Sunday, June 2, 2013

Proxy war rages in Karachi

Pakistan has become a playground for global players and the main issues affecting common people have been overlooked, reports Shahid Husain

More than 45 innocents, including those hailing from the majority Muslim Sunni sect, were killed and 135 injured when marauders struck again at the thickly-populated entrance of Abbas Town on Abul Hasan Ispahani Road in Karachi at about 6.50 pm on Sunday evening.

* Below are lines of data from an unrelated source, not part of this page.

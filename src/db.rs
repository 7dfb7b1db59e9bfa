use anyhow::Result;
use sea_orm::{DatabaseConnection, SqlxPostgresConnector};
use sqlx::{PgPool, postgres::PgPoolOptions};

/// Create the sqlx pool shared by migrations and the ORM.
pub async fn create_pool(database_url: &str) -> Result<PgPool> {
    let pool = PgPoolOptions::new()
        .max_connections(10)
        .connect(database_url)
        .await?;
    Ok(pool)
}

/// Apply the SQL files in `migrations/`.
pub async fn run_migrations(pool: &PgPool) -> Result<()> {
    sqlx::migrate!("./migrations").run(pool).await?;
    Ok(())
}

/// Wrap an existing pool in a SeaORM connection.
pub fn create_orm_conn(pool: PgPool) -> DatabaseConnection {
    SqlxPostgresConnector::from_sqlx_postgres_pool(pool)
}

A visit to the site by TSI presented an unbearable and grotesque picture. The powerful bomb had ripped two apartment buildings namely Iqra City and Rabia Flowers situated on opposite sides of the road. The target obviously was Abbas Town but religious extremists could not reach there and preferred to bomb the entrance of Shia-dominated Abbas Town.

Tragically, even by Monday morning, when the TSI reporter was present there, there were no security personnel in sight.Maulana Talib Jauhiri, a Shia scholar and Senator Faisal Raza Abidi, of the ruling Pakistan People’s Party (PPP) visited the crime scene but top political leaders preferred to give statements from the safety of their offices.

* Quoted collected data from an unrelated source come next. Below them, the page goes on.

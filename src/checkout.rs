//! Checkout stages: `Catalog → Cart → OrderReview → Payment → Confirmation`.
//!
//! Forward moves check the previous stage's precondition. Backward moves only
//! happen through explicit navigation ([`CheckoutFlow::go_back`],
//! [`CheckoutFlow::open_cart`], [`CheckoutFlow::start_over`]).

use serde::{Deserialize, Serialize};

use crate::{
    cart::Cart,
    error::CheckoutError,
    models::{Customer, Order, PaymentMethod},
};

#[derive(Debug, Clone, Copy, PartialEq, Eq, PartialOrd, Ord, Serialize, Deserialize)]
pub enum CheckoutStage {
    Catalog,
    Cart,
    OrderReview,
    Payment,
    Confirmation,
}

impl CheckoutStage {
    fn previous(self) -> Self {
        match self {
            CheckoutStage::Catalog | CheckoutStage::Cart => CheckoutStage::Catalog,
            CheckoutStage::OrderReview => CheckoutStage::Cart,
            CheckoutStage::Payment => CheckoutStage::OrderReview,
            CheckoutStage::Confirmation => CheckoutStage::Catalog,
        }
    }
}

/// Payment form contents as entered. Card fields are ignored for cash on
/// delivery.
#[derive(Debug, Clone, PartialEq, Eq)]
pub struct PaymentInfo {
    pub method: PaymentMethod,
    pub card_number: String,
    pub expiry: String,
    pub cvv: String,
}

impl PaymentInfo {
    pub fn cash_on_delivery() -> Self {
        Self {
            method: PaymentMethod::CashOnDelivery,
            card_number: String::new(),
            expiry: String::new(),
            cvv: String::new(),
        }
    }

    pub fn card(
        card_number: impl Into<String>,
        expiry: impl Into<String>,
        cvv: impl Into<String>,
    ) -> Self {
        Self {
            method: PaymentMethod::Card,
            card_number: card_number.into(),
            expiry: expiry.into(),
            cvv: cvv.into(),
        }
    }

    pub fn validate(&self) -> Result<(), CheckoutError> {
        if self.method == PaymentMethod::CashOnDelivery {
            return Ok(());
        }
        let blank = [&self.card_number, &self.expiry, &self.cvv]
            .iter()
            .any(|field| field.trim().is_empty());
        if blank {
            return Err(CheckoutError::MissingCardDetails);
        }
        Ok(())
    }
}

pub fn validate_customer(customer: &Customer) -> Result<(), CheckoutError> {
    for (field, value) in [
        ("name", &customer.name),
        ("email", &customer.email),
        ("address", &customer.address),
    ] {
        if value.trim().is_empty() {
            return Err(CheckoutError::MissingField(field));
        }
    }
    if !customer.email.contains('@') {
        return Err(CheckoutError::InvalidEmail);
    }
    Ok(())
}

#[derive(Debug, Clone)]
pub struct CheckoutFlow {
    stage: CheckoutStage,
    customer: Option<Customer>,
    confirmation: Option<Order>,
}

impl Default for CheckoutFlow {
    fn default() -> Self {
        Self::new()
    }
}

impl CheckoutFlow {
    pub fn new() -> Self {
        Self {
            stage: CheckoutStage::Catalog,
            customer: None,
            confirmation: None,
        }
    }

    pub fn stage(&self) -> CheckoutStage {
        self.stage
    }

    pub fn customer(&self) -> Option<&Customer> {
        self.customer.as_ref()
    }

    /// The order produced by the last completed payment.
    pub fn confirmation(&self) -> Option<&Order> {
        self.confirmation.as_ref()
    }

    pub fn open_cart(&mut self) {
        self.stage = CheckoutStage::Cart;
    }

    pub fn proceed_to_checkout(&mut self, cart: &Cart) -> Result<(), CheckoutError> {
        self.expect_stage(CheckoutStage::Cart, CheckoutStage::OrderReview)?;
        if cart.is_empty() {
            return Err(CheckoutError::EmptyCart);
        }
        self.stage = CheckoutStage::OrderReview;
        Ok(())
    }

    pub fn proceed_to_payment(&mut self, customer: Customer) -> Result<(), CheckoutError> {
        self.expect_stage(CheckoutStage::OrderReview, CheckoutStage::Payment)?;
        validate_customer(&customer)?;
        self.customer = Some(customer);
        self.stage = CheckoutStage::Payment;
        Ok(())
    }

    /// Finalizes the cart into an order. The cart is cleared only on success.
    pub fn process_payment(
        &mut self,
        cart: &mut Cart,
        payment: &PaymentInfo,
    ) -> Result<Order, CheckoutError> {
        self.expect_stage(CheckoutStage::Payment, CheckoutStage::Confirmation)?;
        let customer = self
            .customer
            .as_ref()
            .ok_or(CheckoutError::MissingField("name"))?;

        let order = cart.finalize_order(customer, payment)?;
        self.confirmation = Some(order.clone());
        self.stage = CheckoutStage::Confirmation;
        Ok(order)
    }

    pub fn go_back(&mut self) {
        self.stage = self.stage.previous();
    }

    pub fn start_over(&mut self) {
        self.stage = CheckoutStage::Catalog;
        self.customer = None;
        self.confirmation = None;
    }

    fn expect_stage(&self, from: CheckoutStage, to: CheckoutStage) -> Result<(), CheckoutError> {
        if self.stage != from {
            return Err(CheckoutError::InvalidTransition {
                from: self.stage,
                to,
            });
        }
        Ok(())
    }
}

#[cfg(test)]
mod tests {
    use super::*;
    use crate::catalog::Catalog;

    fn customer() -> Customer {
        Customer {
            name: "Grace Hopper".into(),
            email: "grace@example.com".into(),
            address: "1 Harbor Rd".into(),
        }
    }

    fn filled_cart() -> Cart {
        let catalog = Catalog::seeded();
        let mut cart = Cart::new();
        cart.add(catalog.find(5).expect("watch"));
        cart
    }

    #[test]
    fn walks_every_stage_in_order() {
        let mut cart = filled_cart();
        let mut flow = CheckoutFlow::new();
        assert_eq!(flow.stage(), CheckoutStage::Catalog);

        flow.open_cart();
        flow.proceed_to_checkout(&cart).unwrap();
        assert_eq!(flow.stage(), CheckoutStage::OrderReview);

        flow.proceed_to_payment(customer()).unwrap();
        assert_eq!(flow.stage(), CheckoutStage::Payment);

        let order = flow
            .process_payment(&mut cart, &PaymentInfo::card("4242424242424242", "01/30", "999"))
            .unwrap();
        assert_eq!(flow.stage(), CheckoutStage::Confirmation);
        assert_eq!(flow.confirmation().map(|o| o.id), Some(order.id));
        assert_eq!(order.customer, customer());
        assert!(cart.is_empty());
    }

    #[test]
    fn empty_cart_cannot_leave_cart_stage() {
        let cart = Cart::new();
        let mut flow = CheckoutFlow::new();
        flow.open_cart();
        assert_eq!(flow.proceed_to_checkout(&cart), Err(CheckoutError::EmptyCart));
        assert_eq!(flow.stage(), CheckoutStage::Cart);
    }

    #[test]
    fn order_review_requires_customer_fields() {
        let cart = filled_cart();
        let mut flow = CheckoutFlow::new();
        flow.open_cart();
        flow.proceed_to_checkout(&cart).unwrap();

        let mut missing_address = customer();
        missing_address.address = "  ".into();
        assert_eq!(
            flow.proceed_to_payment(missing_address),
            Err(CheckoutError::MissingField("address"))
        );

        let mut bad_email = customer();
        bad_email.email = "grace.example.com".into();
        assert_eq!(flow.proceed_to_payment(bad_email), Err(CheckoutError::InvalidEmail));
        assert_eq!(flow.stage(), CheckoutStage::OrderReview);
    }

    #[test]
    fn failed_payment_keeps_stage_and_cart() {
        let mut cart = filled_cart();
        let mut flow = CheckoutFlow::new();
        flow.open_cart();
        flow.proceed_to_checkout(&cart).unwrap();
        flow.proceed_to_payment(customer()).unwrap();

        let err = flow
            .process_payment(&mut cart, &PaymentInfo::card("", "", ""))
            .unwrap_err();
        assert_eq!(err, CheckoutError::MissingCardDetails);
        assert_eq!(flow.stage(), CheckoutStage::Payment);
        assert_eq!(cart.item_count(), 1);
    }

    #[test]
    fn skipping_a_stage_is_rejected() {
        let mut cart = filled_cart();
        let mut flow = CheckoutFlow::new();
        let err = flow
            .process_payment(&mut cart, &PaymentInfo::cash_on_delivery())
            .unwrap_err();
        assert_eq!(
            err,
            CheckoutError::InvalidTransition {
                from: CheckoutStage::Catalog,
                to: CheckoutStage::Confirmation,
            }
        );
        assert_eq!(cart.item_count(), 1);
    }

    #[test]
    fn go_back_walks_one_stage() {
        let cart = filled_cart();
        let mut flow = CheckoutFlow::new();
        flow.open_cart();
        flow.proceed_to_checkout(&cart).unwrap();
        flow.proceed_to_payment(customer()).unwrap();

        flow.go_back();
        assert_eq!(flow.stage(), CheckoutStage::OrderReview);
        flow.go_back();
        assert_eq!(flow.stage(), CheckoutStage::Cart);
    }

    #[test]
    fn start_over_resets_forms_but_keeps_cart() {
        let cart = filled_cart();
        let mut flow = CheckoutFlow::new();
        flow.open_cart();
        flow.proceed_to_checkout(&cart).unwrap();
        flow.proceed_to_payment(customer()).unwrap();

        flow.start_over();
        assert_eq!(flow.stage(), CheckoutStage::Catalog);
        assert!(flow.customer().is_none());
        assert_eq!(cart.item_count(), 1);
    }
}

The City District Government Karachi (CDGK) led by the Muttahida Qaumi Movement (MQM) did a commendable job in removing the debris. Similarly, Edhi Ambulance Service and Chippa Ambulance Service played their usual dynamic role in shifting the dead and the wounded to public and private sector hospitals. Doctors, nurses and para medical staff too did their best and salvaged the situation under great odds and stress.    

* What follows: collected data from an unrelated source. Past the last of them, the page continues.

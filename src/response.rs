use serde::{Deserialize, Serialize};
use utoipa::ToSchema;

#[derive(Debug, Serialize, ToSchema)]
pub struct ApiResponse<T> {
    pub message: String,
    pub data: Option<T>,
}

impl<T: Serialize> ApiResponse<T> {
    pub fn success(message: impl Into<String>, data: T) -> Self {
        Self {
            message: message.into(),
            data: Some(data),
        }
    }
}

/// Body returned for every failed request.
#[derive(Debug, Serialize, Deserialize, ToSchema)]
pub struct ErrorBody {
    pub success: bool,
    pub error: String,
}

impl ErrorBody {
    pub fn new(error: impl Into<String>) -> Self {
        Self {
            success: false,
            error: error.into(),
        }
    }
}

#[derive(Debug, Serialize, Deserialize, ToSchema)]
pub struct SuccessFlag {
    pub success: bool,
}

impl SuccessFlag {
    pub fn ok() -> Self {
        Self { success: true }
    }
}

By all counts, this latest outrage is part of the deadly proxy war which has been going on in the sprawling port city of Karachi with an estimated 20 million population. The Americans and NATO forces after having lost the so called “War on Terror” in Afghanistan are too eager that the deadly weapons they used there do not fall into the wrong hands.

The previous Afghan War against Soviet Union was fought with the help of drug money. In turn it has brought misery to the people of Afghanistan and Pakistan. Pakistan happens to be the transit point of drugs and arms smuggling and that was why President Barack Obama asked the Chief of the Army Staff General Ashfaq Parvez Kayani to “do more.” The armed forces of Pakistan fully aware that they will have to bear the brunt of the fall out of the Afghan War, are moving cautiously and dictating their terms.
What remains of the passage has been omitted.